According to Fox News, the arraignment for the five Memphis, Tennessee, police officers accused of being involved in Tyre Nichols’ death will take place in the middle of February.
According to court records, they must show up on February 17 for a “bond arraignment.” Judge James Jones of the Shelby County criminal court will preside over the hearing at 10 a.m. ET.
On January 18, all five formerly employed police officers—Tadarrius Bean, Demetrius Haley, Desmond Mills Jr., Emmitt Martin III, and Justin Smith—were fired.
Second-degree murder, aggravated assault, act in concert, two charges of aggravated kidnapping, two counts of official misconduct, and official oppression are the seven crimes they are each charged with.
According to a regional criminal defense attorney who was not engaged in the case and talked to Fox News, scheduling the court date over three weeks in advance is common. The attorney pointed out that all five of the former policemen have been released on bail and are no longer in custody.

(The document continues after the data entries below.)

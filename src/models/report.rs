//! Raw weather report model and ICAO normalization

use chrono::{DateTime, Utc};
use serde::{Deserialize, Serialize};

use crate::{BriefingError, Result};

/// Raw METAR/TAF text for one airport as delivered by a weather source
#[derive(Debug, Serialize, Deserialize, Clone, PartialEq)]
pub struct RawWeatherReport {
    /// Uppercase 4-character ICAO code
    pub icao: String,
    /// Raw METAR text, empty when not available
    pub metar_raw: String,
    /// Raw TAF text, empty when not available
    pub taf_raw: String,
    /// Name of the source that supplied the report, `None` when no source had data
    pub source: Option<String>,
    /// When this report was retrieved
    pub retrieved_at: DateTime<Utc>,
}

impl RawWeatherReport {
    /// Create a report supplied by the named source
    #[must_use]
    pub fn new(icao: &str, metar_raw: &str, taf_raw: &str, source: Option<String>) -> Self {
        Self {
            icao: icao.trim().to_uppercase(),
            metar_raw: metar_raw.trim().to_string(),
            taf_raw: taf_raw.trim().to_string(),
            source,
            retrieved_at: Utc::now(),
        }
    }

    /// Report meaning "no data available"
    #[must_use]
    pub fn empty(icao: &str) -> Self {
        Self::new(icao, "", "", None)
    }

    /// True when either the METAR or the TAF is non-empty
    #[must_use]
    pub fn has_data(&self) -> bool {
        !self.metar_raw.is_empty() || !self.taf_raw.is_empty()
    }

    #[must_use]
    pub fn has_metar(&self) -> bool {
        !self.metar_raw.is_empty()
    }

    #[must_use]
    pub fn has_taf(&self) -> bool {
        !self.taf_raw.is_empty()
    }
}

/// Trim and uppercase an ICAO code, rejecting anything that is not 4 ASCII alphanumerics
pub fn normalize_icao(icao: &str) -> Result<String> {
    let normalized = icao.trim().to_uppercase();
    if normalized.len() != 4 || !normalized.chars().all(|c| c.is_ascii_alphanumeric()) {
        return Err(BriefingError::validation(format!(
            "ICAO code must be 4 letters or digits, got '{}'",
            icao.trim()
        )));
    }
    Ok(normalized)
}

#[cfg(test)]
mod tests {
    use super::*;

    #[test]
    fn test_report_normalizes_icao() {
        let report = RawWeatherReport::new(" nzaa ", "METAR NZAA", "", Some("MetService".into()));
        assert_eq!(report.icao, "NZAA");
        assert!(report.has_data());
        assert!(report.has_metar());
        assert!(!report.has_taf());
    }

    #[test]
    fn test_empty_report_has_no_data() {
        let report = RawWeatherReport::empty("engm");
        assert_eq!(report.icao, "ENGM");
        assert!(!report.has_data());
        assert!(report.source.is_none());
    }

    #[test]
    fn test_whitespace_only_text_counts_as_empty() {
        let report = RawWeatherReport::new("KJFK", "  ", "\n", Some("CheckWX".into()));
        assert!(!report.has_data());
    }

    #[test]
    fn test_normalize_icao() {
        assert_eq!(normalize_icao("kjfk").unwrap(), "KJFK");
        assert_eq!(normalize_icao(" egll\n").unwrap(), "EGLL");
        assert!(normalize_icao("JFK").is_err());
        assert!(normalize_icao("KJ-K").is_err());
        assert!(normalize_icao("").is_err());
    }
}
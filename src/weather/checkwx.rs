//! CheckWX aviation weather API (requires an API key)

use async_trait::async_trait;
use reqwest::header::ACCEPT;
use reqwest_middleware::ClientWithMiddleware;
use serde::Deserialize;
use tracing::{debug, instrument};

use super::http::{self, PartResult};
use super::{SourceReport, WeatherSource};
use crate::Result;
use crate::config::CheckWxConfig;

pub const NAME: &str = "CheckWX";

/// CheckWX client
pub struct CheckWxProvider {
    client: ClientWithMiddleware,
    api_key: Option<String>,
    base_url: String,
}

/// `/metar/{icao}` and `/taf/{icao}` response body
#[derive(Debug, Deserialize)]
struct CheckWxResponse {
    #[serde(default)]
    results: u32,
    #[serde(default)]
    data: Vec<String>,
}

impl CheckWxResponse {
    fn first_report(self) -> Option<String> {
        if self.results == 0 {
            return None;
        }
        self.data.into_iter().next()
    }
}

impl CheckWxProvider {
    #[must_use]
    pub fn new(config: &CheckWxConfig, client: ClientWithMiddleware) -> Self {
        Self {
            client,
            api_key: config.api_key.clone(),
            base_url: config.base_url.clone(),
        }
    }

    async fn fetch_part(&self, api_key: &str, kind: &str, icao: &str) -> PartResult {
        let url = http::join_url(
            &self.base_url,
            &format!("{kind}/{}", urlencoding::encode(icao)),
        );
        debug!(%url, "CheckWX request");

        let request = self
            .client
            .get(&url)
            .header("X-API-Key", api_key)
            .header(ACCEPT, "application/json");

        let Some(response) = http::send(request).await? else {
            return Ok(None);
        };
        let body: CheckWxResponse = response
            .json()
            .await
            .map_err(|e| format!("invalid CheckWX payload: {e}"))?;
        Ok(body.first_report())
    }
}

#[async_trait]
impl WeatherSource for CheckWxProvider {
    fn name(&self) -> &'static str {
        NAME
    }

    fn is_configured(&self) -> bool {
        self.api_key.is_some()
    }

    #[instrument(name = "checkwx_fetch", skip(self))]
    async fn fetch_report(&self, icao: &str) -> Result<SourceReport> {
        let Some(api_key) = self.api_key.as_deref() else {
            debug!("CheckWX not configured - missing API key");
            return Ok(SourceReport::default());
        };

        let metar = self.fetch_part(api_key, "metar", icao).await;
        let taf = self.fetch_part(api_key, "taf", icao).await;
        http::combine_parts(NAME, metar, taf)
    }
}

#[cfg(test)]
mod tests {
    use super::*;
    use crate::config::SourcesConfig;

    #[test]
    fn test_first_report_from_payload() {
        let body: CheckWxResponse = serde_json::from_str(
            r#"{"results": 1, "data": ["KJFK 121251Z 31015KT 10SM FEW050 22/12 A3002"]}"#,
        )
        .unwrap();
        assert_eq!(
            body.first_report().as_deref(),
            Some("KJFK 121251Z 31015KT 10SM FEW050 22/12 A3002")
        );
    }

    #[test]
    fn test_no_results_payload() {
        let body: CheckWxResponse = serde_json::from_str(r#"{"results": 0, "data": []}"#).unwrap();
        assert!(body.first_report().is_none());

        let body: CheckWxResponse = serde_json::from_str("{}").unwrap();
        assert!(body.first_report().is_none());
    }

    #[tokio::test]
    async fn test_unconfigured_provider_returns_empty_report() {
        let sources = SourcesConfig::default();
        let client = http::build_client(&sources).unwrap();
        let provider = CheckWxProvider::new(&sources.checkwx, client);

        assert!(!provider.is_configured());
        let report = provider.fetch_report("KJFK").await.unwrap();
        assert!(!report.has_data());
    }
}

Nichols, a 29-year-old FedEx driver, was allegedly assaulted on January 7 by five Memphis police officers, according to a video released by authorities on Friday. Nichols passed away three days after the arrest in the hospital.

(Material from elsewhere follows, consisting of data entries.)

//! METAR and TAF text decoding
//!
//! Both decoders match known groups independently instead of walking a strict
//! grammar, so a malformed group never prevents the others from being recovered.
//! All decoding is pure: the same text always yields the same record.

pub mod metar;
pub mod taf;

use regex::Regex;
use std::sync::LazyLock;

use crate::models::Wind;

pub use metar::{MetarDecoder, decode_metar};
pub use taf::decode_taf;

/// Kilometers per statute mile
pub const STATUTE_MILE_KM: f64 = 1.609;

/// Reports with fewer whitespace-separated groups are not decoded
pub(crate) const MIN_GROUPS: usize = 3;

static WIND_RE: LazyLock<Regex> =
    LazyLock::new(|| Regex::new(r"\b(\d{3})(\d{2,3})(?:G(\d{2,3}))?KT\b").unwrap());

static SM_FRACTION_RE: LazyLock<Regex> = LazyLock::new(|| {
    Regex::new(r"(?:^|\s)[PM]?(?:(\d{1,2})\s+)?(\d{1,2})/(\d{1,2})SM\b").unwrap()
});

static SM_WHOLE_RE: LazyLock<Regex> =
    LazyLock::new(|| Regex::new(r"(?:^|\s)[PM]?(\d{1,4})SM\b").unwrap());

static METRIC_VISIBILITY_RE: LazyLock<Regex> =
    LazyLock::new(|| Regex::new(r"(?:^|\s)(\d{4})(?:NDV)?(?:\s|$)").unwrap());

/// Find the first `dddff[Ggg]KT` group
pub(crate) fn parse_wind(text: &str) -> Option<Wind> {
    WIND_RE.captures_iter(text).find_map(|caps| {
        let dir_deg: u16 = caps[1].parse().ok()?;
        if dir_deg > 360 {
            return None;
        }
        Some(Wind {
            dir_deg,
            speed_kt: caps[2].parse().ok()?,
            gust_kt: caps.get(3).and_then(|g| g.as_str().parse().ok()),
        })
    })
}

/// Prevailing visibility in kilometers.
///
/// Statute-mile groups take precedence; `CAVOK` and then the metric `dddd`
/// group are used only when no statute-mile group is present.
pub(crate) fn parse_visibility_km(text: &str) -> Option<f64> {
    if let Some(miles) = parse_statute_miles(text) {
        return Some(round_hundredth(miles * STATUTE_MILE_KM));
    }

    if text.split_whitespace().any(|group| group == "CAVOK") {
        return Some(10.0);
    }

    if let Some(caps) = METRIC_VISIBILITY_RE.captures(text) {
        let meters: f64 = caps[1].parse().ok()?;
        return Some(if meters >= 9999.0 { 10.0 } else { meters / 1000.0 });
    }

    None
}

fn parse_statute_miles(text: &str) -> Option<f64> {
    if let Some(caps) = SM_FRACTION_RE.captures(text) {
        let numerator: f64 = caps[2].parse().ok()?;
        let denominator: f64 = caps[3].parse().ok()?;
        if denominator > 0.0 {
            let whole: f64 = caps
                .get(1)
                .and_then(|w| w.as_str().parse().ok())
                .unwrap_or(0.0);
            return Some(whole + numerator / denominator);
        }
    }

    SM_WHOLE_RE
        .captures(text)
        .and_then(|caps| caps[1].parse::<f64>().ok())
}

fn round_hundredth(value: f64) -> f64 {
    (value * 100.0).round() / 100.0
}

On Saturday, Memphis’ infamous Scorpion team was permanently disbanded by Police Director Cerelyn “CJ” Davis, who only 20 months prior had become the city’s first female chief of police.
Two of the five policemen accused of killing Nichols, according to The New York Post, were hired after the Memphis Police Department loosened hiring standards.

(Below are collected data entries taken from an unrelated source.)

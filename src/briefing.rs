//! Briefing service: fetch, decode and evaluate weather for one airport

use chrono::{DateTime, Utc};
use serde::{Deserialize, Serialize};
use std::collections::HashMap;
use std::sync::Arc;
use tracing::{info, instrument, warn};

use crate::aviation::DensityAltitudeResult;
use crate::config::BriefingConfig;
use crate::decision::{DecisionEngine, DecisionInput, DecisionResult, RunwayAssessment};
use crate::decode::{MetarDecoder, decode_taf};
use crate::models::{DecodedMetar, DecodedTaf, RawWeatherReport, normalize_icao};
use crate::weather::{ProviderOrchestrator, ProviderStatus};
use crate::{BriefingError, Result};

/// What the caller wants briefed
#[derive(Debug, Clone, PartialEq, Serialize, Deserialize)]
pub struct BriefingRequest {
    pub icao: String,
    /// Heading of the runway in use, degrees
    pub runway_heading_deg: f64,
    pub pressure_alt_ft: Option<f64>,
    pub oat_c: Option<f64>,
}

#[derive(Debug, Clone, Copy, PartialEq, Eq, Serialize, Deserialize)]
#[serde(rename_all = "snake_case")]
pub enum BriefingStatus {
    Available,
    NoData,
}

/// Aggregate briefing for one airport
#[derive(Debug, Clone, Serialize, Deserialize)]
pub struct Briefing {
    pub icao: String,
    /// Source that supplied the report, absent for `no_data`
    pub source: Option<String>,
    pub status: BriefingStatus,
    pub retrieved_at: DateTime<Utc>,
    #[serde(skip_serializing_if = "Option::is_none")]
    pub metar: Option<DecodedMetar>,
    #[serde(skip_serializing_if = "Option::is_none")]
    pub taf: Option<DecodedTaf>,
    /// Present only when a METAR was available
    #[serde(skip_serializing_if = "Option::is_none")]
    pub decision: Option<DecisionResult>,
    /// Always computed; falls back to ISA when no temperature is known
    pub density_altitude: DensityAltitudeResult,
    /// One entry per configured runway of the airport
    pub runways: Vec<RunwayAssessment>,
}

/// Owns the provider chain, the decoder and the decision engine. Built once and shared.
pub struct BriefingService {
    orchestrator: Arc<ProviderOrchestrator>,
    metar_decoder: MetarDecoder,
    engine: DecisionEngine,
    runways: HashMap<String, Vec<f64>>,
}

impl BriefingService {
    #[must_use]
    pub fn new(
        orchestrator: Arc<ProviderOrchestrator>,
        engine: DecisionEngine,
        runways: HashMap<String, Vec<f64>>,
    ) -> Self {
        Self {
            orchestrator,
            metar_decoder: MetarDecoder::new(*engine.thresholds()),
            engine,
            runways,
        }
    }

    /// Build the whole pipeline from validated configuration
    pub fn from_config(config: &BriefingConfig) -> Result<Self> {
        let orchestrator = ProviderOrchestrator::from_config(&config.sources)?;
        Ok(Self::new(
            Arc::new(orchestrator),
            DecisionEngine::new(config.thresholds, config.limits),
            config.runways.clone(),
        ))
    }

    #[must_use]
    pub fn provider_info(&self) -> Vec<ProviderStatus> {
        self.orchestrator.provider_info()
    }

    /// Brief one airport. The only error is a malformed request.
    #[instrument(skip(self), fields(icao = %request.icao))]
    pub async fn brief(&self, request: &BriefingRequest) -> Result<Briefing> {
        let icao = normalize_icao(&request.icao)?;
        let heading = request.runway_heading_deg;
        if !heading.is_finite() || !(0.0..=360.0).contains(&heading) {
            return Err(BriefingError::validation(format!(
                "Runway heading must be between 0 and 360 degrees, got {heading}"
            )));
        }

        let report = self.orchestrator.fetch(&icao).await;
        let briefing = self.evaluate_report(&report, request);

        match briefing.status {
            BriefingStatus::Available => info!(
                icao = %briefing.icao,
                source = briefing.source.as_deref().unwrap_or_default(),
                category = ?briefing.decision.as_ref().map(|d| d.category),
                "Briefing ready"
            ),
            BriefingStatus::NoData => warn!(icao = %briefing.icao, "No weather data available"),
        }
        Ok(briefing)
    }

    /// Decode and evaluate an already fetched report
    #[must_use]
    pub fn evaluate_report(&self, report: &RawWeatherReport, request: &BriefingRequest) -> Briefing {
        let metar = report
            .has_metar()
            .then(|| self.metar_decoder.decode(&report.metar_raw));
        let taf = report.has_taf().then(|| decode_taf(&report.taf_raw));

        let input = DecisionInput {
            runway_heading_deg: request.runway_heading_deg,
            pressure_alt_ft: request.pressure_alt_ft,
            oat_c: request.oat_c,
        };

        let no_observation = DecodedMetar::default();
        let observation = metar.as_ref().unwrap_or(&no_observation);

        let decision = metar.as_ref().map(|m| self.engine.evaluate(m, &input));
        let density_altitude = self.engine.density_altitude_for(observation, &input);
        let runways = self
            .runways
            .get(&report.icao)
            .map(|headings| {
                headings
                    .iter()
                    .map(|heading| self.engine.assess_runway(observation.wind.as_ref(), *heading))
                    .collect()
            })
            .unwrap_or_default();

        Briefing {
            icao: report.icao.clone(),
            source: report.source.clone(),
            status: if report.has_data() {
                BriefingStatus::Available
            } else {
                BriefingStatus::NoData
            },
            retrieved_at: report.retrieved_at,
            metar,
            taf,
            decision,
            density_altitude,
            runways,
        }
    }
}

Haley and Bean both started working for the department in August 2020, claims NBC News. That happened around two months after George Floyd’s death in Minneapolis sparked nationwide anti-police rioting.
Furthermore, two years had passed since the Memphis Police Department modified some of the requirements for becoming a police officer.
According to a 2018 Action 5 story, joining the Memphis police no longer required an associate’s degree or 54 college credits. Work experience of five years would be sufficient.
The Post also noted that eight years ago, Haley, who was a correctional officer at the Shelby County Corrections Department at the time, was charged with beating up a prisoner who had brought in contraband.
Accusations that Haley assaulted Cordarlrius Sledge, who was serving a three-year term for aggravated assault, in May 2015 were refuted in court documents.
After Sledge neglected to give the court the information it needed, the action was dismissed in 2018 before its merits were considered.